- Born: unknown, flourished c. 630
- Died: unknown
- Spouse: Oswiu
- Issue: Alhfrith, possibly Alhflaed
- House: Rheged
- Father: 'Royth' (Rhaith) son of Rhun
- Religion: Celtic Christianity

= Rhiainfellt =

7th-century British queen of Northumbria

Rhiainfellt, name variants including Rieinmelt and Rieinmelth, was a British princess of the royal house of the kingdom of Rheged, a part of the Hen Ogledd. Her name means "Lightning Maiden" or "Lightning Queen" in Old Welsh. She was a wife of Oswiu, King of Northumbria.

==A life sparsely recorded==
Rhiainfellt is identified in the Historia Brittonum as the wife of Oswiu and the granddaughter of Rhun son of Urien Rheged. Her status as Oswiu's wife is confirmed by her appearance in the Durham Liber Vitae, where, under the anglicised name 'Raegnmaeld', she appears in first place in a list of Northumbrian queens and abbesses. It is considered, on grounds of chronology, that Rhiainfellt was the mother of Alhfrith King of Deira.

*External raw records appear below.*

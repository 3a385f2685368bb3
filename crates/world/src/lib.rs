//! World runtime boundary.
//!
//! The harness core drives the live world through this crate: spawning
//! synthetic entities, watching their authority transitions, counting
//! connected players, and advancing the frame counter with the tick loop.
//! The entity model is deliberately skeletal; the entities exist to carry
//! load generators, not gameplay.

mod actions;
mod entity;

pub use actions::{ActionError, ActionSink, LocalSink};
pub use entity::{Entity, EntityId};

use std::sync::atomic::{AtomicU32, AtomicU64, AtomicUsize, Ordering};
use std::sync::{Arc, Mutex};
use std::time::Duration;
use swarmbench_net::Diagnostics;
use tokio::task::JoinHandle;
use tokio_util::sync::CancellationToken;
use tracing::debug;

/// Interval between scheduler frames.
pub const TICK_INTERVAL: Duration = Duration::from_millis(16);

/// The live world on the server side.
///
/// Tracks spawned entities and the connected player count. The player count
/// is written by the server's inbound event loop and read by the metrics
/// sampler, so it is a plain atomic.
#[derive(Default)]
pub struct World {
    entities: Mutex<Vec<Arc<Entity>>>,
    next_entity: AtomicU32,
    players: AtomicUsize,
    local_actions: AtomicU64,
}

impl World {
    pub fn new() -> Arc<Self> {
        Arc::new(Self::default())
    }

    /// Instantiate a named entity into the live world.
    pub fn spawn(&self, name: impl Into<String>) -> Arc<Entity> {
        let id = EntityId(self.next_entity.fetch_add(1, Ordering::Relaxed));
        let entity = Arc::new(Entity::new(id, name));
        self.entities
            .lock()
            .expect("entity list poisoned")
            .push(entity.clone());
        debug!(id = id.0, name = %entity.name(), "spawned entity");
        entity
    }

    pub fn spawned_count(&self) -> usize {
        self.entities.lock().expect("entity list poisoned").len()
    }

    pub fn spawned_names(&self) -> Vec<String> {
        self.entities
            .lock()
            .expect("entity list poisoned")
            .iter()
            .map(|entity| entity.name().to_string())
            .collect()
    }

    pub fn player_joined(&self) {
        self.players.fetch_add(1, Ordering::Relaxed);
    }

    pub fn player_left(&self) {
        self.players.fetch_sub(1, Ordering::Relaxed);
    }

    pub fn player_count(&self) -> usize {
        self.players.load(Ordering::Relaxed)
    }

    /// Record one locally dispatched no-op action.
    pub fn record_local_action(&self) {
        self.local_actions.fetch_add(1, Ordering::Relaxed);
    }

    pub fn local_action_count(&self) -> u64 {
        self.local_actions.load(Ordering::Relaxed)
    }

    /// Run the frame loop until cancelled, advancing the shared frame
    /// counter once per tick.
    pub fn run_ticks(
        self: &Arc<Self>,
        diagnostics: Arc<Diagnostics>,
        cancel: CancellationToken,
    ) -> JoinHandle<()> {
        tokio::spawn(async move {
            let mut ticker = tokio::time::interval(TICK_INTERVAL);
            loop {
                tokio::select! {
                    _ = cancel.cancelled() => break,
                    _ = ticker.tick() => diagnostics.record_frame(),
                }
            }
        })
    }
}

More circumstantial evidence suggests that she was also the mother of Oswiu's daughter, Alhflaed.

According to British sources a friendly connection between the rulers of Rheged and Northumbria predated Rhiainfellt's marriage, as her grandfather Rhun is credited with having baptised King Edwin of Northumbria. Bede, however, states that Bishop Paulinus baptised Edwin. The apparent conflict could be reconciled if Rhun in reality had stood sponsor at the baptism, thus becoming Edwin's godfather.

Jackson, in the 1950s, made the suggestion that Oswiu may have acquired Rheged peacefully through his marriage, becoming the legitimate successor to both Rheged and Northumbria.

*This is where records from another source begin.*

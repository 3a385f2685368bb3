//! Flat lookup over the process argument vector.
//!
//! No validation happens here: a flag whose value is missing simply reads
//! as absent, and interpretation of values belongs to
//! [`config`](crate::config).

/// Read-only store of argument tokens, built once at startup.
#[derive(Debug, Clone)]
pub struct ArgStore {
    tokens: Vec<String>,
}

impl ArgStore {
    /// Build from an explicit token list.
    pub fn from_vec(tokens: Vec<String>) -> Self {
        Self { tokens }
    }

    /// Build from the process argument vector, skipping the program name.
    pub fn from_env() -> Self {
        Self::from_vec(std::env::args().skip(1).collect())
    }

    /// Build from a single space-delimited override string, the form used
    /// when the harness is driven from an interactive context.
    pub fn from_line(line: &str) -> Self {
        Self::from_vec(line.split_whitespace().map(str::to_string).collect())
    }

    /// Whether a bare token equal to `name` is present.
    pub fn has_flag(&self, name: &str) -> bool {
        self.tokens.iter().any(|token| token == name)
    }

    /// The token immediately following the first occurrence of `name`.
    ///
    /// `None` when `name` is not present or is the last token.
    pub fn value_of(&self, name: &str) -> Option<&str> {
        let position = self.tokens.iter().position(|token| token == name)?;
        self.tokens.get(position + 1).map(String::as_str)
    }
}

#[cfg(test)]
mod tests {
    use super::*;

    #[test]
    fn flag_presence() {
        let args = ArgStore::from_line("-server -client 8");
        assert!(args.has_flag("-server"));
        assert!(args.has_flag("-client"));
        assert!(!args.has_flag("-monster"));
    }

    #[test]
    fn value_follows_first_occurrence() {
        let args = ArgStore::from_line("-client 8 -client 99");
        assert_eq!(args.value_of("-client"), Some("8"));
    }

    #[test]
    fn trailing_flag_reads_as_absent() {
        let args = ArgStore::from_line("-server -port");
        assert_eq!(args.value_of("-port"), None);
        assert_eq!(args.value_of("-address"), None);
    }

    #[test]
    fn empty_vector_is_fine() {
        let args = ArgStore::from_vec(Vec::new());
        assert!(!args.has_flag("-server"));
        assert_eq!(args.value_of("-client"), None);
    }
}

Whatever the precise political relationship between Rheged and Northumbria, the fact that a Northumbrian prince married a princess of Rheged shows that the British royal house retained high status, and probably political power. Rhiainfellt's father, 'Royth' (Rhaith - meaning 'Justice' in Welsh), was possibly the last king of an independent Rheged.